---- RECORDS PROVIDED

pub mod board_json;

pub use board_json::{
    assign_formation_json, bench_candidates_json, movable_players_json, plan_auto_subs_json,
    recalculate_plan_json, record_goal_json, reset_json, swap_targets_json, tick_json,
    toggle_json,
};
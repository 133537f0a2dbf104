use super::error::SaveError;
use super::format::{decompress_and_deserialize, serialize_and_compress, BoardSave};

use std::fs::{remove_file, rename, File};
use std::io::{Read, Write};
use std::path::{Path, PathBuf};

/// File-backed store for the pitch-board blob. One store instance per save
/// directory; no global state, so tests can point each store at a temp dir.
pub struct BoardStore {
    dir: PathBuf,
}

impl BoardStore {
    pub fn new(dir: impl Into<PathBuf>) -> Self {
        Self { dir: dir.into() }
    }

    fn blob_path(&self) -> PathBuf {
        self.dir.join("pitch_board.dat")
    }

    pub fn exists(&self) -> bool {
        self.blob_path().exists()
    }

    /// Persist the blob atomically: write to a temp file, fsync, rename.
    pub fn save(&self, save: &BoardSave) -> Result<(), SaveError> {
        let path = self.blob_path();
        if let Some(parent) = path.parent() {
            std::fs::create_dir_all(parent)?;
        }

        let data = serialize_and_compress(save)?;
        let temp_path = path.with_extension("tmp");
        {
            let mut file = File::create(&temp_path)?;
            file.write_all(&data)?;
            file.flush()?;
            file.sync_all()?;
        }
        rename(&temp_path, &path)?;

        log::debug!("saved {} bytes to {:?}", data.len(), path);
        Ok(())
    }

    pub fn load(&self) -> Result<BoardSave, SaveError> {
        let path = self.blob_path();
        if !path.exists() {
            return Err(SaveError::FileNotFound { path: path.display().to_string() });
        }
        Self::read_blob(&path)
    }

    /// Missing or corrupt blobs degrade silently to "no saved state".
    pub fn load_or_none(&self) -> Option<BoardSave> {
        match self.load() {
            Ok(save) => Some(save),
            Err(SaveError::FileNotFound { .. }) => None,
            Err(err) => {
                log::warn!("discarding unreadable board save: {}", err);
                None
            }
        }
    }

    pub fn delete(&self) -> Result<(), SaveError> {
        let path = self.blob_path();
        if path.exists() {
            remove_file(&path)?;
            log::info!("deleted board save {:?}", path);
        }
        Ok(())
    }

    fn read_blob(path: &Path) -> Result<BoardSave, SaveError> {
        let mut file = File::open(path)?;
        let mut data = Vec::new();
        file.read_to_end(&mut data)?;
        let save = decompress_and_deserialize(&data)?;
        log::debug!("loaded {} bytes from {:?}", data.len(), path);
        Ok(save)
    }
}
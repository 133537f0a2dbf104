use thiserror::Error;

/// Errors surfaced at the API boundary. Engine operations themselves degrade
/// to empty results or no-ops on bad input; these cover malformed requests
/// and serialization failures only.
#[derive(Error, Debug)]
pub enum BoardError {
    #[error("Invalid formation: {0}")]
    InvalidFormation(String),

    #[error("Serialization error: {0}")]
    Serialization(String),

    #[error("Deserialization error: {0}")]
    Deserialization(String),
}

impl From<serde_json::Error> for BoardError {
    fn from(err: serde_json::Error) -> Self {
        if err.is_data() {
            BoardError::Deserialization(err.to_string())
        } else {
            BoardError::Serialization(err.to_string())
        }
    }
}

pub type Result<T> = std::result::Result<T, BoardError>;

--------

■ WHAT THE TASK REQUIRES
Above are the entries; copy out every line among them that contains the word "state".

■ SOLUTION TO THIS PROBLEM
/// directory; no global state, so tests can point each store at a temp dir.
    /// Missing or corrupt blobs degrade silently to "no saved state".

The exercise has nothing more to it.